- O Globo
Banqueiros, empresários e economistas que foram este ano para Davos embarcaram como se saíssem de um país morituro. Pareciam com os que iam para a montanha gelada da ficção de Thomas Mann. Estavam cientes de que ouviriam diagnósticos ruins, projeções terminais, receitas de remédios amargos, e tinham noção de que a recuperação da saúde leva tempo e exige sorte.
Eles viajaram sem esperanças e um pouco constrangidos. Além do quadro clínico do Brasil, alguns temiam ter que explicar o destino de brasileiros bem conhecidos no Fórum Econômico Mundial, como André Esteves e, de certa forma, Marcelo Odebrecht. A melhor maneira de enfrentar o descrédito do mundo em relação à capacidade brasileira é pensar numa montanha com suas subidas e descidas. É da vida, e dos acidentes geográficos, os altos e baixos.
Ninguém foi para Davos este ano enganado sobre o estado de saúde do Brasil. Ninguém desembarcou naquelas montanhas, míticas para os amantes da literatura, como o fez o personagem Hans Castorp: ignorando seu próprio estado, achando que tinha uma leve anemia e que estava apenas de visita a um primo no sanatório. Sabemos que o país enfrenta um dos piores conjuntos de males da história recente, uma soma de fraquezas que torna o tratamento um quebra-cabeças, porque o remédio para um sintoma agrava o outro, o que combate um problema piora outras fragilidades.
A estadia em Davos não será longa a ponto de permitir o encontro com as verdades universais e as reflexões que relativizam o tempo. O paralelo literário, portanto, se esgota porque o mundo das finanças é curto demais, excessivamente nervoso, e não permite pensamentos mais profundos. Mas, para quem se constrange em explicar a situação do Brasil, recomenda-se a inversão do olhar.
Em vez de país que prende banqueiro e empresário, por criminalizar a riqueza, como advogam alguns, é o país onde suspeitos são investigados e culpados são atingidos pelo rigor da lei, independentemente de sua condição social. Em vez de país onde há muita corrupção, é aquele em que as instituições estão combatendo o crime e atingindo pessoas que antes eram consideradas inatingíveis. Em vez de economia na qual a inflação voltou a subir, uma população que puniu com a queda da popularidade o governo que permitiu a alta dos preços. A inversão do olhar talvez fosse o que sugeriria o provocador Settembrini. Só para contrariar o consenso.

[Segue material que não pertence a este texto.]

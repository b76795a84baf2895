use std::path::PathBuf;

use base64::{engine::general_purpose::STANDARD as BASE64, Engine};
use thiserror::Error;
use tracing::debug;
use uuid::Uuid;

/// Directory under the media root holding light app logos
pub const LOGO_DIR: &str = "applogo";

#[derive(Debug, Error)]
pub enum LogoError {
    #[error("invalid base64 payload: {0}")]
    InvalidBase64(#[from] base64::DecodeError),

    #[error("logo payload is empty")]
    Empty,

    #[error("logo is {size} bytes, limit is {max}")]
    TooLarge { size: usize, max: usize },

    #[error("unsupported image format")]
    UnsupportedFormat,

    #[error(transparent)]
    Io(#[from] std::io::Error),
}

/// Decoded image bytes plus the file extension matching their format
#[derive(Debug, Clone, PartialEq, Eq)]
pub struct DecodedLogo {
    pub bytes: Vec<u8>,
    pub extension: &'static str,
}

/// Stores base64-encoded logos as files under the media root
#[derive(Debug, Clone)]
pub struct LogoStorage {
    root: PathBuf,
    max_bytes: usize,
}

impl LogoStorage {
    pub fn new(root: impl Into<PathBuf>, max_bytes: usize) -> Self {
        Self {
            root: root.into(),
            max_bytes,
        }
    }

    /// Absolute location of a stored logo path
    pub fn path_of(&self, relative: &str) -> PathBuf {
        self.root.join(relative)
    }

    /// Decode raw base64 or a `data:image/<type>;base64,` URI
    pub fn decode(&self, payload: &str) -> Result<DecodedLogo, LogoError> {
        let encoded = match payload.trim().strip_prefix("data:") {
            Some(uri) => {
                let (mime, data) = uri.split_once(";base64,").ok_or(LogoError::UnsupportedFormat)?;
                if !mime.starts_with("image/") {
                    return Err(LogoError::UnsupportedFormat);
                }
                data
            }
            None => payload,
        };

        let compact: String = encoded.chars().filter(|c| !c.is_ascii_whitespace()).collect();
        if compact.is_empty() {
            return Err(LogoError::Empty);
        }

        // Reject before decoding when the payload clearly exceeds the cap
        let estimated = compact.len() / 4 * 3;
        if estimated > self.max_bytes + 3 {
            return Err(LogoError::TooLarge {
                size: estimated,
                max: self.max_bytes,
            });
        }

        let bytes = BASE64.decode(compact.as_bytes())?;
        if bytes.is_empty() {
            return Err(LogoError::Empty);
        }
        if bytes.len() > self.max_bytes {
            return Err(LogoError::TooLarge {
                size: bytes.len(),
                max: self.max_bytes,
            });
        }

        let extension = sniff_extension(&bytes).ok_or(LogoError::UnsupportedFormat)?;
        Ok(DecodedLogo { bytes, extension })
    }

    /// Decode and write the logo, returning its path relative to the media root
    pub async fn save(&self, payload: &str) -> Result<String, LogoError> {
        let logo = self.decode(payload)?;

        let relative = format!("{}/{}.{}", LOGO_DIR, Uuid::new_v4().simple(), logo.extension);
        tokio::fs::create_dir_all(self.root.join(LOGO_DIR)).await?;
        tokio::fs::write(self.path_of(&relative), &logo.bytes).await?;

        debug!("Stored logo {} ({} bytes)", relative, logo.bytes.len());
        Ok(relative)
    }

    /// Remove a previously stored logo; a missing file is not an error
    pub async fn remove(&self, relative: &str) -> Result<(), LogoError> {
        match tokio::fs::remove_file(self.path_of(relative)).await {
            Ok(()) => Ok(()),
            Err(e) if e.kind() == std::io::ErrorKind::NotFound => Ok(()),
            Err(e) => Err(e.into()),
        }
    }
}

fn sniff_extension(bytes: &[u8]) -> Option<&'static str> {
    if bytes.starts_with(&[0x89, b'P', b'N', b'G', 0x0D, 0x0A, 0x1A, 0x0A]) {
        Some("png")
    } else if bytes.starts_with(&[0xFF, 0xD8, 0xFF]) {
        Some("jpg")
    } else if bytes.starts_with(b"GIF87a") || bytes.starts_with(b"GIF89a") {
        Some("gif")
    } else if bytes.len() >= 12 && &bytes[..4] == b"RIFF" && &bytes[8..12] == b"WEBP" {
        Some("webp")
    } else if bytes.starts_with(b"BM") {
        Some("bmp")
    } else if bytes.starts_with(&[0x00, 0x00, 0x01, 0x00]) {
        Some("ico")
    } else {
        None
    }
}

Todos chegavam ao Sanatório de Davos com os mesmos sintomas e recebiam a mesma receita de tratamento. Hoje, os países chegam ao Fórum Econômico com diferentes enfermidades, mas recebem invariavelmente a mesma receita. Chame-se o país Grécia, Irlanda, Espanha, Venezuela ou Brasil. No Sanatório, pequenos sinais de melhora não eram considerados prova de cura porque, sabiamente, os médicos entendiam que a jornada da busca da saúde é longa e sinuosa. Hoje, alterações de hábitos, ou novos propósitos, produzem euforia como se o paciente, por milagre, tivesse vencido todas as fraquezas. Em 2016, está sendo assim com a Argentina.
A tuberculose era um mal universal para o qual o mundo do início do século XX não tinha o trio de antibióticos que o venceu e o colocou no rol das doenças sob o controle dos médicos. A crise fiscal é um mal presente em inúmeros países e para o qual os economistas prescrevem um único tratamento, genericamente conhecido pelo nome de “ajuste”. Para enfrentar de fato o problema, é preciso entender de complexidades e nuances. O Brasil é diferente da Grécia, está em melhor situação que a Argentina, não fez o esforço da Irlanda. Os países são diferentes e suas histórias construíram nós fiscais diversos. A crise provocada por gastos além das receitas exige dos economistas a ousadia dos cientistas que encontram formas novas de tratar doenças. O que desanima é a mesmice dos diagnósticos e prescrições.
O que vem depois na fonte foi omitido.